E então começou o mandato novo do Trump. A laranja podre despirocou de vez e eu não preciso dizer tudo que está acontecendo, cada dia é um absurdo novo nos jornais. Não que as coisas fossem boas nos EUA antes, mas elas estavam ruins dentro de "padrão de normalidade" com o qual crescemos e já estávamos acostumados. Era horrível, mas não era nada de novo, eu já estava dessensibilizada e isso não me afetava tanto assim mais. Talvez tenha sido um erro ter ficado dessensibilizada pra começo de conversa, mas isso aconteceu, é fato, remoer isso não vai mudar o passado.
Só que agora a coisa toda tá muito escancarada e não dá pra ignorar.
Com isso, de repente eu sinto como se engajar com os hobbies que eu trago comigo desde a infância fosse uma maneira de endossar tudo que esse país está fazendo, num viralatismo brutal e sem vergonha. Talvez fosse o momento de abrir mão de tudo isso e tentar me descolonizar? De buscar decorar a casa de outras formas? Honestamente, eu não acho que isso seja a solução.
É verdade que essa cultura foi imposta, mas querendo ou não eu cresci com ela, então de certa maneira ela é sim minha cultura. Foi o que permeou a minha infância, adolescência e grande parte da vida adulta e ajudou a formar a pessoa que eu sou hoje, como dizer que isso não faz parte de mim? Eu não consigo simplesmente jogar isso tudo no lixo só pra me desvincular desse país amaldiçoado e eu nem quero fazer isso. E como minha psicóloga me disse uma vez, não é como se deixar de decorar a casa pro Halloween fosse acabar com o imperialismo norte-americano.
Ainda assim o desconforto permanece, hoje em dia eu não consigo ficar completamente em paz em simplesmente curtir meus hobbies sabendo que eles estão tão enraizados numa cultura dessas. É a sina de não ser alienada.

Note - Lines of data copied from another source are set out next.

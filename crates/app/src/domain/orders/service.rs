//! Orders service.

use std::sync::Arc;

use async_trait::async_trait;
use mockall::automock;
use rust_decimal::Decimal;
use tracing::info;

use crate::{
    database::Db,
    domain::{
        errors::StoreError,
        orders::{
            models::OrderDetails,
            records::{OrderDetailsRecord, OrderId},
            repository::{OrderRepository, PgOrderRepository},
        },
        products::{models::Product, records::price_fits_scale},
    },
};

const ENTITY: &str = "order";

#[derive(Clone)]
pub struct PgOrdersService {
    repository: Arc<dyn OrderRepository>,
}

impl PgOrdersService {
    #[must_use]
    pub fn new(db: Db) -> Self {
        Self::with_repository(Arc::new(PgOrderRepository::new(db)))
    }

    #[must_use]
    pub fn with_repository(repository: Arc<dyn OrderRepository>) -> Self {
        Self { repository }
    }
}

impl std::fmt::Debug for PgOrdersService {
    fn fmt(&self, f: &mut std::fmt::Formatter<'_>) -> std::fmt::Result {
        f.debug_struct("PgOrdersService").finish_non_exhaustive()
    }
}

/// Sum of `price × quantity` over the line items.
///
/// # Errors
///
/// Returns [`StoreError::InvalidAmount`] when a price has fractions of a cent or
/// the sum overflows.
pub fn order_total(products: &[Product]) -> Result<Decimal, StoreError> {
    products.iter().try_fold(Decimal::ZERO, |total, product| {
        Some(product)
            .filter(|product| price_fits_scale(product.price))
            .and_then(Product::line_total)
            .and_then(|line| total.checked_add(line))
            .ok_or(StoreError::InvalidAmount)
    })
}

#[async_trait]
impl OrdersService for PgOrdersService {
    async fn get_by_id(&self, id: i64) -> Result<OrderDetails, StoreError> {
        let order = self.repository.find_by_id(OrderId::from_i64(id)).await?;

        Ok(order.into())
    }

    async fn get_all(&self) -> Result<Vec<OrderDetails>, StoreError> {
        let orders = self.repository.find_all().await?;

        Ok(orders.into_iter().map(Into::into).collect())
    }

    async fn save(&self, mut order: OrderDetails) -> Result<OrderDetails, StoreError> {
        let created = order.id.is_none();

        order.total_amount = order_total(&order.products)?;

        let saved = self
            .repository
            .save(OrderDetailsRecord::from(order))
            .await?;

        info!(
            order_id = ?saved.id,
            created,
            total_amount = %saved.total_amount,
            "saved order"
        );

        Ok(saved.into())
    }

    async fn delete(&self, id: i64) -> Result<(), StoreError> {
        if !self.repository.delete(OrderId::from_i64(id)).await? {
            return Err(StoreError::NotFound { entity: ENTITY, id });
        }

        info!(order_id = id, "deleted order");

        Ok(())
    }
}

#[automock]
#[async_trait]
pub trait OrdersService: Send + Sync {
    /// Retrieve a single order with its line items.
    async fn get_by_id(&self, id: i64) -> Result<OrderDetails, StoreError>;

    /// Retrieve all orders, ordered by id.
    async fn get_all(&self) -> Result<Vec<OrderDetails>, StoreError>;

    /// Recomputes the total from the line items, then creates or updates the order.
    async fn save(&self, order: OrderDetails) -> Result<OrderDetails, StoreError>;

    /// Deletes an order and its line items; the products stay.
    async fn delete(&self, id: i64) -> Result<(), StoreError>;
}

#[cfg(test)]
mod tests {
    use std::str::FromStr;

    use testresult::TestResult;

    use crate::{
        domain::{
            orders::{records::OrderStatus, repository::MockOrderRepository},
            products::ProductsService,
        },
        test::{TestContext, helpers::new_product},
    };

    use super::*;

    fn priced(id: i64, price: &str, quantity: u32) -> TestResult<Product> {
        let mut product = new_product("Item", Decimal::from_str(price)?, quantity);
        product.id = Some(id);

        Ok(product)
    }

    #[tokio::test]
    async fn save_overwrites_supplied_total_with_line_sum() -> TestResult {
        let expected = Decimal::from_str("34.00")?;

        let mut repository = MockOrderRepository::new();

        repository
            .expect_save()
            .times(1)
            .withf(move |order| order.total_amount == expected)
            .returning(|order| {
                Ok(OrderDetailsRecord {
                    id: Some(OrderId::from_i64(1)),
                    ..order
                })
            });

        let service = PgOrdersService::with_repository(Arc::new(repository));

        let saved = service
            .save(OrderDetails {
                id: None,
                status: OrderStatus::Open,
                total_amount: Decimal::from_str("999.99")?,
                products: vec![priced(1, "10.00", 2)?, priced(2, "3.50", 4)?],
            })
            .await?;

        assert_eq!(saved.total_amount, expected);

        Ok(())
    }

    #[test]
    fn total_of_no_lines_is_zero() -> Result<(), StoreError> {
        assert_eq!(order_total(&[])?, Decimal::ZERO);

        Ok(())
    }

    #[test]
    fn total_overflow_is_invalid_amount() -> TestResult {
        let huge = Product {
            price: Decimal::MAX,
            ..priced(1, "1", 2)?
        };

        assert!(matches!(order_total(&[huge]), Err(StoreError::InvalidAmount)));

        Ok(())
    }

    #[test]
    fn sub_cent_line_price_is_invalid_amount() -> TestResult {
        let bolt = priced(1, "0.004", 3)?;

        assert!(matches!(order_total(&[bolt]), Err(StoreError::InvalidAmount)));

        Ok(())
    }

    #[tokio::test]
    async fn sub_cent_line_price_never_reaches_the_repository() -> TestResult {
        let mut repository = MockOrderRepository::new();

        repository.expect_save().times(0);

        let service = PgOrdersService::with_repository(Arc::new(repository));

        let result = service
            .save(OrderDetails {
                id: None,
                status: OrderStatus::Open,
                total_amount: Decimal::ZERO,
                products: vec![priced(1, "10.00", 1)?, priced(2, "0.004", 3)?],
            })
            .await;

        assert!(
            matches!(result, Err(StoreError::InvalidAmount)),
            "expected InvalidAmount, got {result:?}"
        );

        Ok(())
    }

    #[tokio::test]
    async fn overflowing_total_never_reaches_the_repository() -> TestResult {
        let mut repository = MockOrderRepository::new();

        repository.expect_save().times(0);

        let service = PgOrdersService::with_repository(Arc::new(repository));

        let huge = Product {
            price: Decimal::MAX,
            ..priced(1, "1", 2)?
        };

        let result = service
            .save(OrderDetails {
                id: None,
                status: OrderStatus::Open,
                total_amount: Decimal::ZERO,
                products: vec![huge],
            })
            .await;

        assert!(
            matches!(result, Err(StoreError::InvalidAmount)),
            "expected InvalidAmount, got {result:?}"
        );

        Ok(())
    }

    #[tokio::test]
    async fn delete_of_missing_order_is_not_found() {
        let mut repository = MockOrderRepository::new();

        repository.expect_delete().times(1).returning(|_| Ok(false));

        let service = PgOrdersService::with_repository(Arc::new(repository));

        let result = service.delete(12).await;

        assert!(
            matches!(result, Err(StoreError::NotFound { id: 12, .. })),
            "expected NotFound, got {result:?}"
        );
    }

    #[tokio::test]
    async fn persisted_total_is_recomputed() -> TestResult {
        let ctx = TestContext::new().await;

        let flour = ctx
            .products
            .save(new_product("Flour", Decimal::from_str("10.00")?, 2))
            .await?;
        let sugar = ctx
            .products
            .save(new_product("Sugar", Decimal::from_str("3.50")?, 4))
            .await?;

        let saved = ctx
            .orders
            .save(OrderDetails {
                id: None,
                status: OrderStatus::Open,
                total_amount: Decimal::from_str("1.00")?,
                products: vec![flour, sugar],
            })
            .await?;
        let id = saved.id.ok_or("saved order should have an id")?;

        let found = ctx.orders.get_by_id(id).await?;

        assert_eq!(found.total_amount, Decimal::from_str("34.00")?);
        assert_eq!(found.products.len(), 2);

        Ok(())
    }

    #[tokio::test]
    async fn get_all_on_empty_store_is_empty() -> TestResult {
        let ctx = TestContext::new().await;

        assert!(ctx.orders.get_all().await?.is_empty());

        Ok(())
    }

    #[tokio::test]
    async fn delete_then_get_is_not_found() -> TestResult {
        let ctx = TestContext::new().await;

        let saved = ctx
            .orders
            .save(OrderDetails {
                id: None,
                status: OrderStatus::Cancelled,
                total_amount: Decimal::ZERO,
                products: Vec::new(),
            })
            .await?;
        let id = saved.id.ok_or("saved order should have an id")?;

        ctx.orders.delete(id).await?;

        let result = ctx.orders.get_by_id(id).await;

        assert!(
            matches!(result, Err(StoreError::NotFound { .. })),
            "expected NotFound after deletion, got {result:?}"
        );

        Ok(())
    }
}
//! Shared test infrastructure.

pub(crate) mod context;
pub(crate) mod db;
pub(crate) mod helpers;

pub(crate) use context::TestContext;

O que eu tenho tentando fazer e internalizar é agir como o movimento antropofágico do modernismo brasileiro e consumir o que vem de fora, mas criar uma identidade nossa ao fazer isso. O que mais resta? São coisas bestas, mas que eu sinto que fazem diferença. Não tenho intenção de eliminar as renas da decoração de Natal, mas eu venho tentando incorporar capivaras natalinas na decoração, porque eu acho que isso encaixa mais com a nossa realidade. Eu ainda tenho meu pinheiro de Natal tradicional, mas também plantei uma araucária num pote enorme porque gostaria de ter um pinheiro nativo pra decorar nessa época do ano. Agora estou aprendendo modelagem 3D e eu quero fazer uma abóbora pescoço pra decoração de Halloween, diferente da abóbora moranga que normalmente utilizam. São coisas pequenas, mas eu sinto que ajudam a internalizar mais essas datas. É um jeito de deixar essas coisas com a nossa cara.
Isso é uma solução? De maneira alguma, eu ainda não sei bem como lidar com essa situação, mas por ora eu não tenho intenção de deixar de fazer algo que me faz bem e que não está realmente fazendo mal pra ninguém. "Endossar a cultura do norte global" é um conceito muito difuso e sem beneficiários diretos e claros, não estou ativamente financiando uma organização ou autora ruim, então por ora eu estou ok com isso.
Me reservo ao direito de mudar de posição dependendo do que acontecer amanhã ou depois, mas encerro com o vídeo da campanha do Guaraná Antarctica de 2021, que entrou na minha playlist oficial de Natal desde então. Sim, é marketing, é empresa, é capitalismo, não tem como a gente fugir disso e é uma merda, mas traduz o espírito do que eu tô tentando dizer.
Com o mundo em chamas do jeito que tá, acho que qualquer coisa que traga um pouco de felicidade é bem-vinda.